They can, e.g., if you do a database rebuild, part of why we tell people to not access and use tile paths inside the database’s internals.
Just to muddy the waters on this - I’ve found Ollama kinda useful to ask simple questions - ‘what’s the word I’m thinking of but can’t pin down right now’.
I’d love to be able to ask it questions about documents in my DT database, particularly around PDFs and papers - ‘which documents mentioned this? what concept is that and which papers cover it?’
More obtusely - I’d love to be able to point it at my in-depth tag hierarchy, which I know I am using in a way DEVONtech frowns upon, and have it magically pick the right tags for a document.
Though Ollama works, it feels like a messy solution as-is. Why are these systems all accessed through JSON and HTTP interfaces, for one? It often feels like they’re engineered by a generation that’s only ever known the web. Guess I’m turning into that curmudgeonly old guy, finally.
It often feels like they’re engineered by a generation that’s only ever known the web.
I’d guess that not too far off the mark.
Guess I’m turning into that curmudgeonly old guy, finally.
Join the club
Elephas has a free trial. Give it a try. You might like it.
DEVONthink allows you to index an external folder that is not kept in their db structure. You can link that to Elephas to auto index, and then, use it for the very thing you described you wanted.
I like DEVONthink because of the structure I can give my documents, but I’m old. I don’t often remember stuff “exactly” so that’s where Elephas comes in. I ask vague questions and then eventually I find what I was looking for. Or, if I do want some condensation of knowledge from disparate parts it will bring things together into a cohesive whole — depending on the question.
I like keeping these two things separate. I don’t fully trust AI to mess around with my files. I mess them up enough all by myself, so I don’t want anyone else to help in that regard. So that’s why I mentioned that DEVONthink should NOT integrate an AI system.
The current generation of GenAI is by and large designed for deployment in remote servers, so it makes sense to have web-based interfaces. The primary paying customers of GenAI are, for the time being, companies who are looking to integrate AI into their web apps — think of the plethora of Electron-based PKM/note-taking apps spawned in the last few years, for instance. These companies are then responsible for developing an aesthetic interface between the end user and the JSON and HTTP stuff.

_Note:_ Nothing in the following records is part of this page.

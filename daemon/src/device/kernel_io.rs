//! Kernel I/O bridge.
//!
//! The control device is opened non-blocking; a per-device thread polls it
//! and performs one request cycle per readiness notification: read the
//! request header plus inbound payload, dispatch the CDB, write the
//! response header plus outbound payload. A short read or write is fatal
//! and raises the kernel-io-error signal so the owner can restart the
//! device.

use std::fs::{File, OpenOptions};
use std::io::{Read, Write};
use std::os::unix::fs::OpenOptionsExt;
use std::os::unix::io::AsRawFd;
use std::sync::atomic::{AtomicBool, Ordering};
use std::sync::{Arc, Mutex};
use std::thread::JoinHandle;

use nix::poll::{poll, PollFd, PollFlags, PollTimeout};
use tracing::{debug, warn};

use opticd_common::proto::{RequestHeader, ResponseHeader, KERNEL_IO_BUFFER_SIZE};
use opticd_common::scsi::SenseData;

use super::{Device, DeviceSignal};

/// Per-request buffer views handed to command handlers
pub struct CommandIo<'a> {
    /// Inbound payload (host to device)
    pub input: &'a [u8],
    /// Outbound payload area (device to host)
    pub output: &'a mut [u8],
    /// Running read offset into `input`
    pub in_pos: usize,
    /// Running write offset into `output`
    pub out_pos: usize,
}

impl<'a> CommandIo<'a> {
    pub fn new(input: &'a [u8], output: &'a mut [u8]) -> Self {
        Self { input, output, in_pos: 0, out_pos: 0 }
    }
}

impl Device {
    /// Copy up to `length` cache bytes into the outbound area at the
    /// running offset
    pub(crate) fn write_buffer(&mut self, io: &mut CommandIo<'_>, length: usize) {
        let mut len = self.cache_size.min(length);

        if io.out_pos + len > io.output.len() {
            debug!(target: "opticd::kernel_io", "outbound buffer too small, truncating");
            len = io.output.len() - io.out_pos;
        }

        io.output[io.out_pos..io.out_pos + len].copy_from_slice(&self.cache[..len]);
        io.out_pos += len;
    }

    /// Copy up to `length` inbound bytes into the cache and set the cache
    /// size
    pub(crate) fn read_buffer(&mut self, io: &mut CommandIo<'_>, length: usize) {
        let mut len = (io.input.len() - io.in_pos).min(length);

        if len > self.cache.len() {
            warn!(
                target: "opticd::kernel_io",
                requested = len,
                capacity = self.cache.len(),
                "copy request exceeds cache, truncating"
            );
            len = self.cache.len();
        }

        self.cache[..len].copy_from_slice(&io.input[io.in_pos..io.in_pos + len]);
        self.cache_size = len;
        io.in_pos += len;
    }

    /// Place response bytes into the cache for a subsequent write_buffer
    pub(crate) fn stage(&mut self, data: &[u8]) {
        let len = data.len().min(self.cache.len());
        self.cache[..len].copy_from_slice(&data[..len]);
        self.cache_size = len;
    }

    /// Zero the cache and reset its size
    pub(crate) fn flush_cache(&mut self) {
        let size = self.cache_size;
        self.cache[..size].fill(0);
        self.cache_size = 0;
    }

    /// Write an 18-byte fixed-format sense record straight into the
    /// outbound area, bypassing the cache
    pub(crate) fn write_sense_full(
        &mut self,
        io: &mut CommandIo<'_>,
        sense_key: u8,
        asc_ascq: u16,
        ili: bool,
        command_info: u32,
    ) {
        let sense = SenseData::with_info(sense_key, asc_ascq, ili, command_info);
        let bytes = sense.to_bytes();
        io.output[..bytes.len()].copy_from_slice(&bytes);
        io.out_pos = bytes.len();
    }

    pub(crate) fn write_sense(&mut self, io: &mut CommandIo<'_>, sense_key: u8, asc_ascq: u16) {
        self.write_sense_full(io, sense_key, asc_ascq, false, 0);
    }
}

/// Running I/O thread attached to a control device
pub struct IoThread {
    file: Arc<File>,
    running: Arc<AtomicBool>,
    handle: Option<JoinHandle<()>>,
}

impl IoThread {
    /// Open the control device and spawn the I/O thread
    pub fn start(
        device: Arc<Mutex<Device>>,
        ctl_device: &str,
    ) -> std::io::Result<Self> {
        let file = Arc::new(
            OpenOptions::new()
                .read(true)
                .write(true)
                .custom_flags(libc::O_NONBLOCK)
                .open(ctl_device)?,
        );

        let running = Arc::new(AtomicBool::new(true));
        let thread_running = running.clone();
        let thread_file = file.clone();

        let number = device.lock().map(|d| d.number()).unwrap_or(0);
        let handle = std::thread::Builder::new()
            .name(format!("opticd-io-{number}"))
            .spawn(move || io_thread_main(device, thread_file, thread_running))?;

        Ok(Self { file, running, handle: Some(handle) })
    }

    /// Control device descriptor, used for the mapping discovery ioctl
    pub fn raw_fd(&self) -> std::os::unix::io::RawFd {
        self.file.as_raw_fd()
    }

    /// Ask the thread to quit and join it; the control device closes with
    /// the thread
    pub fn stop(&mut self) {
        self.running.store(false, Ordering::SeqCst);
        if let Some(handle) = self.handle.take() {
            let _ = handle.join();
        }
    }
}

impl Drop for IoThread {
    fn drop(&mut self) {
        self.stop();
    }
}

fn io_thread_main(device: Arc<Mutex<Device>>, file: Arc<File>, running: Arc<AtomicBool>) {
    debug!(target: "opticd::kernel_io", "I/O thread started");

    let mut kernel_buffer = vec![0u8; KERNEL_IO_BUFFER_SIZE];

    while running.load(Ordering::SeqCst) {
        // Wait for a request; the timeout lets the loop observe stop()
        let fd = file.as_raw_fd();
        let borrowed = unsafe { std::os::unix::io::BorrowedFd::borrow_raw(fd) };
        let mut fds = [PollFd::new(borrowed, PollFlags::POLLIN)];
        match poll(&mut fds, PollTimeout::from(500u16)) {
            Ok(0) => continue,
            Ok(_) => {}
            Err(nix::errno::Errno::EINTR) => continue,
            Err(e) => {
                warn!(target: "opticd::kernel_io", error = %e, "poll failed");
                signal_error(&device);
                break;
            }
        }

        if !handle_request(&device, &file, &mut kernel_buffer) {
            signal_error(&device);
            break;
        }
    }

    debug!(target: "opticd::kernel_io", "I/O thread finished");
}

fn signal_error(device: &Arc<Mutex<Device>>) {
    if let Ok(dev) = device.lock() {
        dev.emit(DeviceSignal::KernelIoError(dev.number()));
    }
}

/// One request cycle; false on a fatal I/O error
fn handle_request(
    device: &Arc<Mutex<Device>>,
    file: &File,
    kernel_buffer: &mut [u8],
) -> bool {
    let mut file = file;
    let read_len = match file.read(kernel_buffer) {
        Ok(len) => len,
        Err(e) if e.kind() == std::io::ErrorKind::WouldBlock => return true,
        Err(e) => {
            warn!(target: "opticd::kernel_io", error = %e, "control device read failed");
            return false;
        }
    };

    if read_len < RequestHeader::SIZE {
        warn!(
            target: "opticd::kernel_io",
            read = read_len,
            required = RequestHeader::SIZE,
            "short request read"
        );
        return false;
    }

    let Some(request) = RequestHeader::parse(kernel_buffer) else {
        warn!(target: "opticd::kernel_io", "malformed request header");
        return false;
    };

    debug!(
        target: "opticd::kernel_io",
        tag = request.tag,
        data_len = request.data_len,
        "request received, command {:02X}h",
        request.cdb[0]
    );

    // The handlers consume a zero-padded 12-byte CDB
    let mut cdb = [0u8; 12];
    cdb.copy_from_slice(&request.cdb[..12]);

    let in_start = RequestHeader::SIZE;
    let in_len = (request.data_len as usize).min(read_len.saturating_sub(in_start));
    let input: Vec<u8> = kernel_buffer[in_start..in_start + in_len].to_vec();

    let out_capacity = (request.data_len as usize)
        .min(KERNEL_IO_BUFFER_SIZE - ResponseHeader::SIZE);
    let mut output = vec![0u8; out_capacity.max(SenseData::SIZE)];

    let (status, out_len) = {
        let mut dev = match device.lock() {
            Ok(dev) => dev,
            Err(_) => return false,
        };
        let mut io = CommandIo::new(&input, &mut output);
        let status = commands_execute(&mut dev, &mut io, &cdb);
        (status, io.out_pos)
    };

    let response = ResponseHeader {
        tag: request.tag,
        status,
        data_len: out_len as u32,
    };

    kernel_buffer[..ResponseHeader::SIZE].copy_from_slice(&response.to_bytes());
    kernel_buffer[ResponseHeader::SIZE..ResponseHeader::SIZE + out_len]
        .copy_from_slice(&output[..out_len]);

    let write_len = ResponseHeader::SIZE + out_len;
    match file.write(&kernel_buffer[..write_len]) {
        Ok(written) if written >= ResponseHeader::SIZE => {
            debug!(target: "opticd::kernel_io", tag = response.tag, status, "response written");
            true
        }
        Ok(written) => {
            warn!(target: "opticd::kernel_io", written, "short response write");
            false
        }
        Err(e) => {
            warn!(target: "opticd::kernel_io", error = %e, "control device write failed");
            false
        }
    }
}

fn commands_execute(dev: &mut Device, io: &mut CommandIo<'_>, cdb: &[u8; 12]) -> u32 {
    super::commands::execute_command(dev, io, cdb)
}

#[cfg(test)]
mod tests {
    use super::*;
    use crate::device::test_support::test_device;

    #[test]
    fn test_write_buffer_appends_at_offset() {
        let mut dev = test_device();
        dev.cache[..4].copy_from_slice(&[1, 2, 3, 4]);
        dev.cache_size = 4;

        let input = [0u8; 0];
        let mut output = [0u8; 8];
        let mut io = CommandIo::new(&input, &mut output);

        dev.write_buffer(&mut io, 4);
        assert_eq!(io.out_pos, 4);

        dev.cache[..2].copy_from_slice(&[9, 9]);
        dev.cache_size = 2;
        dev.write_buffer(&mut io, 2);
        assert_eq!(io.out_pos, 6);
        assert_eq!(&output[..6], &[1, 2, 3, 4, 9, 9]);
    }

    #[test]
    fn test_write_buffer_truncates_to_output() {
        let mut dev = test_device();
        dev.cache_size = 100;

        let input = [0u8; 0];
        let mut output = [0u8; 10];
        let mut io = CommandIo::new(&input, &mut output);
        dev.write_buffer(&mut io, 100);
        assert_eq!(io.out_pos, 10);
    }

    #[test]
    fn test_read_buffer_tracks_position() {
        let mut dev = test_device();
        let input = [5u8, 6, 7, 8, 9, 10];
        let mut output = [0u8; 0];
        let mut io = CommandIo::new(&input, &mut output);

        dev.read_buffer(&mut io, 4);
        assert_eq!(dev.cache_size, 4);
        assert_eq!(&dev.cache[..4], &[5, 6, 7, 8]);

        dev.read_buffer(&mut io, 4);
        assert_eq!(dev.cache_size, 2);
        assert_eq!(&dev.cache[..2], &[9, 10]);
    }

    #[test]
    fn test_flush_cache_zeroes() {
        let mut dev = test_device();
        dev.cache[..3].copy_from_slice(&[1, 2, 3]);
        dev.cache_size = 3;
        dev.flush_cache();
        assert_eq!(dev.cache_size, 0);
        assert_eq!(&dev.cache[..3], &[0, 0, 0]);
    }

    #[test]
    fn test_write_sense_bypasses_cache() {
        let mut dev = test_device();
        dev.cache_size = 50;

        let input = [0u8; 0];
        let mut output = [0u8; 64];
        let mut io = CommandIo::new(&input, &mut output);
        io.out_pos = 30;

        dev.write_sense(
            &mut io,
            opticd_common::scsi::sense_key::NOT_READY,
            opticd_common::scsi::asc_ascq::MEDIUM_NOT_PRESENT,
        );

        // Sense lands at the start of the outbound area, not at out_pos
        assert_eq!(io.out_pos, 18);
        assert_eq!(output[0], 0x70);
        assert_eq!(output[2], 0x02);
        assert_eq!(output[12], 0x3A);
    }
}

The industry does not care about making money (directly) from individual experimenters who deploy the system locally. It does not bother to provide better UX for this small group, either.
The industry does not care about making money from individual experimenters using local LLMs?
Or there isn’t much money to be made in that use case?
See e.g. this Reddit discussion for some food for thought.
My speculation about why local LLMs are typically open-sourced, rather than sold as paid software:
- To cultivate a talent pool of potential developers, as well as community code contributions.
- To avoid legal complications when local systems beyond their control generate controversial content.
- Good PR for the companies. Meta perhaps really needs that after a very public Facebook fallout.
- Market for the local models is very small due to their demand for computing power. The market potential is negligible compared to the cost of training and maintaining the models. Therefore, commercialization of local models would likely not be profitable.
It’s IMO a similar situation to Microsoft not caring about pirated Windows on private devices. (Literally every single person with a home desktop PC runs that where I live.) They could have cared, but it’s overall better for them if they simply do not bother.